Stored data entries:
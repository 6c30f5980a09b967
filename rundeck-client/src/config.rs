//! Client configuration
//!
//! Connection parameters for a Rundeck server. A configuration is read once
//! when the client is built and never changes afterwards.

use std::fmt;
use std::str::FromStr;
use std::time::Duration;

use crate::error::{ClientError, Result};

/// Highest API version this client speaks
pub const MAX_API_VERSION: u32 = 11;

/// Default Rundeck server port
pub const DEFAULT_PORT: u16 = 4440;

#[derive(Debug, Clone, Copy, PartialEq, Eq)]
pub enum Protocol {
    Http,
    Https,
}

impl Protocol {
    pub fn as_str(&self) -> &'static str {
        match self {
            Protocol::Http => "http",
            Protocol::Https => "https",
        }
    }

    /// Port implied by the scheme when none is written in the URL
    pub fn default_port(&self) -> u16 {
        match self {
            Protocol::Http => 80,
            Protocol::Https => 443,
        }
    }
}

impl fmt::Display for Protocol {
    fn fmt(&self, f: &mut fmt::Formatter<'_>) -> fmt::Result {
        f.write_str(self.as_str())
    }
}

impl FromStr for Protocol {
    type Err = ClientError;

    fn from_str(s: &str) -> Result<Self> {
        match s.to_ascii_lowercase().as_str() {
            "http" => Ok(Protocol::Http),
            "https" => Ok(Protocol::Https),
            other => Err(ClientError::InvalidConfig(format!(
                "protocol must be http or https, got {}",
                other
            ))),
        }
    }
}

/// How the client authenticates
#[derive(Clone, PartialEq, Eq)]
pub enum Auth {
    /// API token sent with every request
    Token(String),
    /// Form login establishing a session cookie
    Password { username: String, password: String },
}

impl fmt::Debug for Auth {
    fn fmt(&self, f: &mut fmt::Formatter<'_>) -> fmt::Result {
        match self {
            Auth::Token(_) => f.write_str("Token(***)"),
            Auth::Password { username, .. } => f
                .debug_struct("Password")
                .field("username", username)
                .field("password", &"***")
                .finish(),
        }
    }
}

/// Client configuration
#[derive(Debug, Clone)]
pub struct ClientConfig {
    /// Server host name
    pub server: String,

    pub protocol: Protocol,

    pub port: u16,

    /// URL prefix when Rundeck is served below the site root (e.g. "rundeck")
    pub base_path: Option<String>,

    pub auth: Option<Auth>,

    /// API version requests are made with
    pub api_version: u32,

    /// Verify the server's TLS certificate
    pub verify_cert: bool,

    /// Per-request timeout
    pub request_timeout: Duration,
}

impl Default for ClientConfig {
    fn default() -> Self {
        Self {
            server: "localhost".to_string(),
            protocol: Protocol::Http,
            port: DEFAULT_PORT,
            base_path: None,
            auth: None,
            api_version: MAX_API_VERSION,
            verify_cert: true,
            request_timeout: Duration::from_secs(30),
        }
    }
}

impl ClientConfig {
    /// Creates a new configuration with defaults
    pub fn new(server: impl Into<String>, auth: Auth) -> Self {
        Self {
            server: server.into(),
            auth: Some(auth),
            ..Self::default()
        }
    }

    /// Creates configuration from environment variables
    ///
    /// Expected environment variables:
    /// - RUNDECK_SERVER (optional, default: localhost)
    /// - RUNDECK_PORT (optional, default: 4440)
    /// - RUNDECK_PROTOCOL (optional, http or https, default: http)
    /// - RUNDECK_BASE_PATH (optional)
    /// - RUNDECK_API_TOKEN, or RUNDECK_USR and RUNDECK_PWD
    /// - RUNDECK_API_VERSION (optional, default: 11)
    /// - RUNDECK_VERIFY_CERT (optional, default: true)
    pub fn from_env() -> Result<Self> {
        Self::from_lookup(|key| std::env::var(key).ok())
    }

    fn from_lookup(lookup: impl Fn(&str) -> Option<String>) -> Result<Self> {
        let defaults = Self::default();
        let var = |key: &str| lookup(key).filter(|v| !v.trim().is_empty());

        let protocol = var("RUNDECK_PROTOCOL")
            .map(|p| p.parse::<Protocol>())
            .transpose()?
            .unwrap_or(defaults.protocol);

        let port = match var("RUNDECK_PORT") {
            Some(port) => port
                .parse::<u16>()
                .map_err(|_| ClientError::InvalidConfig(format!("invalid port: {}", port)))?,
            None => defaults.port,
        };

        let api_version = match var("RUNDECK_API_VERSION") {
            Some(version) => version.parse::<u32>().map_err(|_| {
                ClientError::InvalidConfig(format!("invalid API version: {}", version))
            })?,
            None => defaults.api_version,
        };

        let verify_cert = var("RUNDECK_VERIFY_CERT")
            .map(|v| !matches!(v.to_ascii_lowercase().as_str(), "false" | "0" | "no"))
            .unwrap_or(defaults.verify_cert);

        let auth = match (var("RUNDECK_API_TOKEN"), var("RUNDECK_USR"), var("RUNDECK_PWD")) {
            (Some(token), _, _) => Some(Auth::Token(token)),
            (None, Some(username), Some(password)) => Some(Auth::Password { username, password }),
            _ => None,
        };

        Ok(Self {
            server: var("RUNDECK_SERVER").unwrap_or(defaults.server),
            protocol,
            port,
            base_path: var("RUNDECK_BASE_PATH"),
            auth,
            api_version,
            verify_cert,
            request_timeout: defaults.request_timeout,
        })
    }

    /// Validates the configuration
    pub fn validate(&self) -> Result<()> {
        if self.server.trim().is_empty() {
            return Err(ClientError::InvalidConfig("server cannot be empty".to_string()));
        }

        if !(1..=MAX_API_VERSION).contains(&self.api_version) {
            return Err(ClientError::InvalidConfig(format!(
                "api_version must be between 1 and {}, got {}",
                MAX_API_VERSION, self.api_version
            )));
        }

        match &self.auth {
            None => Err(ClientError::InvalidConfig(
                "an API token or a username and password are required".to_string(),
            )),
            Some(Auth::Token(token)) if token.is_empty() => {
                Err(ClientError::InvalidConfig("API token cannot be empty".to_string()))
            }
            Some(Auth::Password { username, password })
                if username.is_empty() || password.is_empty() =>
            {
                Err(ClientError::InvalidConfig(
                    "username and password cannot be empty".to_string(),
                ))
            }
            Some(_) => Ok(()),
        }
    }

    /// Server root URL, e.g. `https://rundeck.example.com/rundeck`
    pub fn base_url(&self) -> String {
        let mut url = format!("{}://{}", self.protocol, self.server);
        if self.port != self.protocol.default_port() {
            url.push_str(&format!(":{}", self.port));
        }
        if let Some(path) = self.base_path.as_deref().map(|p| p.trim_matches('/')) {
            if !path.is_empty() {
                url.push('/');
                url.push_str(path);
            }
        }
        url
    }

    /// Versioned API root, e.g. `http://localhost:4440/api/11`
    pub fn api_root(&self) -> String {
        format!("{}/api/{}", self.base_url(), self.api_version)
    }

    /// Full URL of an API path
    pub fn api_url(&self, path: &str) -> String {
        format!("{}/{}", self.api_root(), path.trim_start_matches('/'))
    }
}

#[cfg(test)]
mod tests {
    use super::*;
    use std::collections::HashMap;

    fn token_config() -> ClientConfig {
        ClientConfig::new("rundeck.local", Auth::Token("secret".to_string()))
    }

    fn lookup(vars: &[(&str, &str)]) -> impl Fn(&str) -> Option<String> {
        let vars: HashMap<String, String> = vars
            .iter()
            .map(|(k, v)| (k.to_string(), v.to_string()))
            .collect();
        move |key: &str| vars.get(key).cloned()
    }

    #[test]
    fn test_default_config() {
        let config = token_config();
        assert_eq!(config.protocol, Protocol::Http);
        assert_eq!(config.port, 4440);
        assert_eq!(config.api_version, 11);
        assert!(config.verify_cert);
        assert_eq!(config.request_timeout, Duration::from_secs(30));
        assert!(config.validate().is_ok());
    }

    #[test]
    fn test_base_url_includes_non_default_port() {
        let config = token_config();
        assert_eq!(config.base_url(), "http://rundeck.local:4440");
        assert_eq!(config.api_url("jobs"), "http://rundeck.local:4440/api/11/jobs");
        assert_eq!(config.api_url("/system/info"), "http://rundeck.local:4440/api/11/system/info");
    }

    #[test]
    fn test_base_url_omits_default_port() {
        let mut config = token_config();
        config.protocol = Protocol::Https;
        config.port = 443;
        config.base_path = Some("/rundeck/".to_string());
        assert_eq!(config.base_url(), "https://rundeck.local/rundeck");

        config.protocol = Protocol::Http;
        config.port = 80;
        config.base_path = None;
        assert_eq!(config.base_url(), "http://rundeck.local");
    }

    #[test]
    fn test_validate_api_version_range() {
        let mut config = token_config();
        config.api_version = 0;
        assert!(config.validate().is_err());
        config.api_version = 12;
        assert!(config.validate().is_err());
        config.api_version = 1;
        assert!(config.validate().is_ok());
    }

    #[test]
    fn test_validate_requires_auth() {
        let mut config = token_config();
        config.auth = None;
        assert!(matches!(config.validate(), Err(ClientError::InvalidConfig(_))));

        config.auth = Some(Auth::Password {
            username: "admin".to_string(),
            password: String::new(),
        });
        assert!(config.validate().is_err());

        config.server = String::new();
        config.auth = Some(Auth::Token("t".to_string()));
        assert!(config.validate().is_err());
    }

    #[test]
    fn test_from_lookup() {
        let config = ClientConfig::from_lookup(lookup(&[
            ("RUNDECK_SERVER", "ops.example.com"),
            ("RUNDECK_PROTOCOL", "HTTPS"),
            ("RUNDECK_PORT", "8443"),
            ("RUNDECK_USR", "admin"),
            ("RUNDECK_PWD", "hunter2"),
            ("RUNDECK_API_VERSION", "5"),
            ("RUNDECK_VERIFY_CERT", "false"),
        ]))
        .unwrap();

        assert_eq!(config.base_url(), "https://ops.example.com:8443");
        assert_eq!(config.api_version, 5);
        assert!(!config.verify_cert);
        assert_eq!(
            config.auth,
            Some(Auth::Password {
                username: "admin".to_string(),
                password: "hunter2".to_string()
            })
        );
    }

    #[test]
    fn test_from_lookup_prefers_token_and_defaults() {
        let config = ClientConfig::from_lookup(lookup(&[
            ("RUNDECK_API_TOKEN", "abc"),
            ("RUNDECK_USR", "admin"),
        ]))
        .unwrap();
        assert_eq!(config.server, "localhost");
        assert_eq!(config.auth, Some(Auth::Token("abc".to_string())));
        assert_eq!(config.api_version, MAX_API_VERSION);
    }

    #[test]
    fn test_from_lookup_rejects_bad_values() {
        assert!(ClientConfig::from_lookup(lookup(&[("RUNDECK_PROTOCOL", "ftp")])).is_err());
        assert!(ClientConfig::from_lookup(lookup(&[("RUNDECK_PORT", "http")])).is_err());
        assert!(ClientConfig::from_lookup(lookup(&[("RUNDECK_API_VERSION", "v11")])).is_err());
    }

    #[test]
    fn test_auth_debug_hides_secrets() {
        let token = format!("{:?}", Auth::Token("secret".to_string()));
        assert!(!token.contains("secret"));

        let password = format!(
            "{:?}",
            Auth::Password {
                username: "admin".to_string(),
                password: "hunter2".to_string()
            }
        );
        assert!(password.contains("admin"));
        assert!(!password.contains("hunter2"));
    }
}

(What you are asked to do)
Report the number of lines in the records that hold "Result" and write no other words.

(Problem solution)
7